Enzymatic Ring-Opening Polymerization of ε-Caprolactone in Novel Green Solvents: from Batch Systems to Continuous Flow Mesoreactors

Abstract

The transition toward sustainable alternatives in polymeric material production is a critical step in reducing the environmental impact of the traditional plastic industry. In this work, a novel synthetic pathway for the synthesis of poly(caprolactone) (PCL) was developed combining three present day sustainable technologies: enzymatic catalysis, biomass-derived solvents, and flow processing. The ring-opening polymerization (ROP) of ε-caprolactone was catalyzed by Candida antarctica lipase B (CaLB).
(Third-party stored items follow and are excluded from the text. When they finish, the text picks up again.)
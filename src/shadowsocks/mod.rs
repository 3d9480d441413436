//! Shadowsocks AEAD transform
//!
//! The dialer always connects to the configured server. The destination
//! handed to `dial_stream` is only a logical marker: the target header on
//! the wire names a random decoy upstream instead, so the encrypted stream
//! carries nothing that correlates with the real destination.

mod salt;
mod stream;

pub use salt::SaltGenerator;
pub use stream::{ShadowsocksConn, MAX_PAYLOAD};

use crate::crypto::{CipherKind, CryptoError};
use crate::transport::{BoxConn, SharedDialer, StreamDialer, TransportError};
use async_trait::async_trait;
use rand::Rng;
use std::collections::HashMap;
use std::io;
use std::net::{IpAddr, Ipv4Addr, Ipv6Addr};
use std::sync::Arc;
use thiserror::Error;
use tokio::io::{AsyncRead, AsyncReadExt};
use tracing::{debug, trace};

/// Suffix used for decoy upstreams unless configured otherwise
pub const DEFAULT_UPSTREAM_SUFFIX: &str = "com";

/// Port of every decoy upstream
pub const DECOY_PORT: u16 = 443;

const DECOY_LETTERS: &[u8] = b"abcdefghijklmnopqrstuvwxyzABCDEFGHIJKLMNOPQRSTUVWXYZ";

/// Shadowsocks errors
#[derive(Debug, Error)]
pub enum ShadowsocksError {
    #[error("Missing parameter: {0}")]
    MissingParam(&'static str),

    #[error("Crypto error: {0}")]
    Crypto(#[from] CryptoError),

    #[error("Salt prefix of {prefix_len} bytes exceeds salt length {salt_len}")]
    PrefixTooLong { prefix_len: usize, salt_len: usize },

    #[error("Invalid salt prefix {0}")]
    InvalidPrefix(String),

    #[error("Invalid upstream suffix: {0}")]
    InvalidSuffix(String),
}

/// Shadowsocks parameters
#[derive(Debug, Clone)]
pub struct ShadowsocksConfig {
    /// AEAD method
    pub cipher: CipherKind,
    /// Shared secret
    pub secret: String,
    /// Salt generator (random unless a prefix is configured)
    pub salt: SaltGenerator,
    /// Suffix of the decoy upstream hostname
    pub upstream_suffix: String,
}

impl ShadowsocksConfig {
    /// Create a config with random salts
    pub fn new(cipher: CipherKind, secret: impl Into<String>) -> Self {
        Self {
            cipher,
            secret: secret.into(),
            salt: SaltGenerator::random(),
            upstream_suffix: DEFAULT_UPSTREAM_SUFFIX.to_string(),
        }
    }

    /// Read `cipher`, `secret`, `prefix` and `upstream_suffix` from a
    /// parameter map
    pub fn from_params(params: &HashMap<String, String>) -> Result<Self, ShadowsocksError> {
        let cipher: CipherKind = params
            .get("cipher")
            .ok_or(ShadowsocksError::MissingParam("cipher"))?
            .parse()?;
        let secret = params
            .get("secret")
            .ok_or(ShadowsocksError::MissingParam("secret"))?;

        let mut config = Self::new(cipher, secret.clone());

        if let Some(prefix) = params.get("prefix").filter(|p| !p.is_empty()) {
            config.salt = SaltGenerator::parse(prefix)?;
        }
        if let Some(suffix) = params.get("upstream_suffix") {
            config.upstream_suffix = suffix.trim_start_matches('.').to_string();
        }

        Ok(config)
    }

    /// Validate the parts that can fail at dial time
    pub fn validate(&self) -> Result<(), ShadowsocksError> {
        self.salt.check(self.cipher.salt_len())?;
        if self.upstream_suffix.is_empty()
            || !self
                .upstream_suffix
                .bytes()
                .all(|b| b.is_ascii_alphanumeric() || b == b'.' || b == b'-')
        {
            return Err(ShadowsocksError::InvalidSuffix(self.upstream_suffix.clone()));
        }
        Ok(())
    }
}

/// Random decoy upstream `[a-zA-Z]{2,22}.<suffix>:443`
pub fn decoy_upstream(suffix: &str) -> String {
    let mut rng = rand::thread_rng();
    let len = rng.gen_range(2..=22);
    let label: String = (0..len)
        .map(|_| DECOY_LETTERS[rng.gen_range(0..DECOY_LETTERS.len())] as char)
        .collect();
    format!("{}.{}:{}", label, suffix, DECOY_PORT)
}

/// Encode a SOCKS-style target address (`atyp addr port`)
pub fn encode_address(host: &str, port: u16) -> Result<Vec<u8>, TransportError> {
    let mut out = Vec::with_capacity(host.len() + 4);
    match host.parse::<IpAddr>() {
        Ok(IpAddr::V4(ip)) => {
            out.push(0x01);
            out.extend_from_slice(&ip.octets());
        }
        Ok(IpAddr::V6(ip)) => {
            out.push(0x04);
            out.extend_from_slice(&ip.octets());
        }
        Err(_) => {
            if host.is_empty() || host.len() > 255 {
                return Err(TransportError::InvalidAddress(host.to_string()));
            }
            out.push(0x03);
            out.push(host.len() as u8);
            out.extend_from_slice(host.as_bytes());
        }
    }
    out.extend_from_slice(&port.to_be_bytes());
    Ok(out)
}

/// Read a SOCKS-style target address, returning `host:port`
pub async fn read_address<R: AsyncRead + Unpin>(reader: &mut R) -> io::Result<String> {
    let atyp = reader.read_u8().await?;
    let host = match atyp {
        0x01 => {
            let mut ip = [0u8; 4];
            reader.read_exact(&mut ip).await?;
            Ipv4Addr::from(ip).to_string()
        }
        0x04 => {
            let mut ip = [0u8; 16];
            reader.read_exact(&mut ip).await?;
            format!("[{}]", Ipv6Addr::from(ip))
        }
        0x03 => {
            let len = reader.read_u8().await? as usize;
            let mut domain = vec![0u8; len];
            reader.read_exact(&mut domain).await?;
            String::from_utf8(domain).map_err(|_| {
                io::Error::new(io::ErrorKind::InvalidData, "non UTF-8 domain in address")
            })?
        }
        other => {
            return Err(io::Error::new(
                io::ErrorKind::InvalidData,
                format!("unknown address type {:#04x}", other),
            ))
        }
    };
    let port = reader.read_u16().await?;
    Ok(format!("{}:{}", host, port))
}

/// Dialer producing Shadowsocks connections to a fixed server
pub struct ShadowsocksDialer {
    inner: SharedDialer,
    server: String,
    kind: CipherKind,
    master: Arc<[u8]>,
    salt: SaltGenerator,
    upstream_suffix: String,
}

impl ShadowsocksDialer {
    /// Create a dialer for `server` (`host:port`)
    pub fn new(
        inner: SharedDialer,
        server: impl Into<String>,
        config: ShadowsocksConfig,
    ) -> Result<Self, ShadowsocksError> {
        config.validate()?;

        Ok(Self {
            inner,
            server: server.into(),
            kind: config.cipher,
            master: config.cipher.master_key(&config.secret).into(),
            salt: config.salt,
            upstream_suffix: config.upstream_suffix,
        })
    }

    /// Server address every dial connects to
    pub fn server(&self) -> &str {
        &self.server
    }

    /// Generate a decoy upstream with this dialer's suffix
    pub fn decoy_upstream(&self) -> String {
        decoy_upstream(&self.upstream_suffix)
    }
}

#[async_trait]
impl StreamDialer for ShadowsocksDialer {
    async fn dial_stream(&self, addr: &str) -> Result<BoxConn, TransportError> {
        let upstream = self.decoy_upstream();
        trace!("shadowsocks: {} via decoy {}", addr, upstream);

        let salt = self
            .salt
            .generate(self.kind.salt_len())
            .map_err(|e| TransportError::protocol("shadowsocks", e.to_string()))?;
        let (host, port) = crate::transport::split_host_port(&upstream)?;
        let header = encode_address(host, port)?;

        let conn = self.inner.dial_stream(&self.server).await?;
        debug!("shadowsocks connected to {} ({})", self.server, self.kind);

        let conn = ShadowsocksConn::client(conn, self.kind, self.master.clone(), salt, header)
            .map_err(|e| TransportError::protocol("shadowsocks", e.to_string()))?;
        Ok(Box::new(conn))
    }

    fn name(&self) -> &'static str {
        "shadowsocks"
    }

    fn rewrites_http(&self) -> bool {
        self.inner.rewrites_http()
    }
}

/// Server-side acceptor for the development endpoint
#[derive(Clone)]
pub struct ShadowsocksAcceptor {
    kind: CipherKind,
    master: Arc<[u8]>,
}

impl ShadowsocksAcceptor {
    /// Create an acceptor
    pub fn new(config: &ShadowsocksConfig) -> Self {
        Self {
            kind: config.cipher,
            master: config.cipher.master_key(&config.secret).into(),
        }
    }

    /// Accept one connection, returning it and the target it names
    pub async fn accept<C: crate::transport::StreamConn>(
        &self,
        conn: C,
    ) -> Result<(ShadowsocksConn<C>, String), TransportError> {
        ShadowsocksConn::accept(conn, self.kind, self.master.clone()).await
    }
}
/// Chunk-size, chunk-end or trailer line
async fn read_body_line<R: AsyncBufRead + Unpin>(reader: &mut R) -> Result<String, ProxyError> {
    let mut budget = MAX_CHUNK_LINE;
    read_line(reader, &mut budget)
        .await?
        .ok_or_else(|| ProxyError::BadRequest("request body truncated".into()))
}

fn check_basic_auth(header: Option<&str>, user: &str, pass: &str) -> bool {
    let Some(encoded) = header.and_then(|v| v.strip_prefix("Basic ")) else {
        return false;
    };
    let Ok(decoded) = base64::engine::general_purpose::STANDARD.decode(encoded.trim()) else {
        return false;
    };
    match String::from_utf8(decoded) {
        Ok(credentials) => credentials.split_once(':') == Some((user, pass)),
        Err(_) => false,
    }
}

/// Target and origin-form path of a non-CONNECT request
fn plain_target(head: &RequestHead) -> Result<(Address, String), ProxyError> {
    let target = head.target.as_str();

    for (scheme, port) in [("http://", 80), ("https://", 443)] {
        let Some(rest) = strip_prefix_ignore_case(target, scheme) else {
            continue;
        };
        let (authority, path) = match rest.find('/') {
            Some(i) => (&rest[..i], &rest[i..]),
            None => (rest, "/"),
        };
        return Ok((Address::parse_authority(authority, port)?, path.to_string()));
    }

    let host = head
        .header("host")
        .ok_or_else(|| ProxyError::BadRequest("no absolute URI and no Host header".into()))?;
    Ok((Address::parse_authority(host, 80)?, target.to_string()))
}

fn strip_prefix_ignore_case<'a>(s: &'a str, prefix: &str) -> Option<&'a str> {
    let head = s.get(..prefix.len())?;
    head.eq_ignore_ascii_case(prefix).then(|| &s[prefix.len()..])
}

/// Rebuild a request head for forwarding: origin-form target, hop-by-hop
/// headers removed, auth token added. Plain requests ask the upstream to
/// close after one response and carry a chunked body re-framed by
/// [`forward_chunked`].
fn rewrite_request(head: &RequestHead, path: &str, settings: &Settings) -> Vec<u8> {
    let upgrade = head.is_upgrade();
    let chunked = !upgrade && head.body().is_ok_and(|body| body == Body::Chunked);

    // Headers named by Connection are hop-by-hop too
    let listed: Vec<String> = head
        .header("connection")
        .map(|v| v.split(',').map(|t| t.trim().to_ascii_lowercase()).collect())
        .unwrap_or_default();

    let mut out = format!("{} {} {}\r\n", head.method, path, head.version);
    for (name, value) in &head.headers {
        let lower = name.to_ascii_lowercase();
        let keep = if upgrade && lower == "upgrade" {
            true
        } else if chunked && lower == "content-length" {
            false
        } else {
            lower != "connection" && !HOP_BY_HOP.contains(&lower.as_str()) && !listed.contains(&lower)
        };
        if keep {
            out.push_str(&format!("{}: {}\r\n", name, value));
        }
    }
    if upgrade {
        out.push_str("Connection: Upgrade\r\n");
    } else {
        if chunked {
            out.push_str("Transfer-Encoding: chunked\r\n");
        }
        out.push_str("Connection: close\r\n");
    }
    if let Some((header, token)) = &settings.token {
        out.push_str(&format!("{}: {}\r\n", header, token));
    }
    out.push_str("\r\n");
    out.into_bytes()
}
The reaction conditions were first optimized in batch mode by tuning the amount of used monomer, initiator (0%–10%) and evaluating different reaction solvents (anisole, eucalyptol, 2,2,5,5-tetramethyltetrahydrofuran, phenetole and 2-methyltetrahydrofuran). The best batch conditions (no initiator and phenetole as solvent) yielding PCL with M_n up to ∼8000 g mol⁻¹ were successfully translated to flow systems where the reaction time was dramatically reduced from 24 h to 5 min while maintaining comparable M_n value (7800 g mol⁻¹). These findings demonstrate the potential of integrating biocatalysis, renewable solvents, and flow technology for the development of scalable, eco-friendly processes paving the way for future innovations in sustainable polymer synthesis.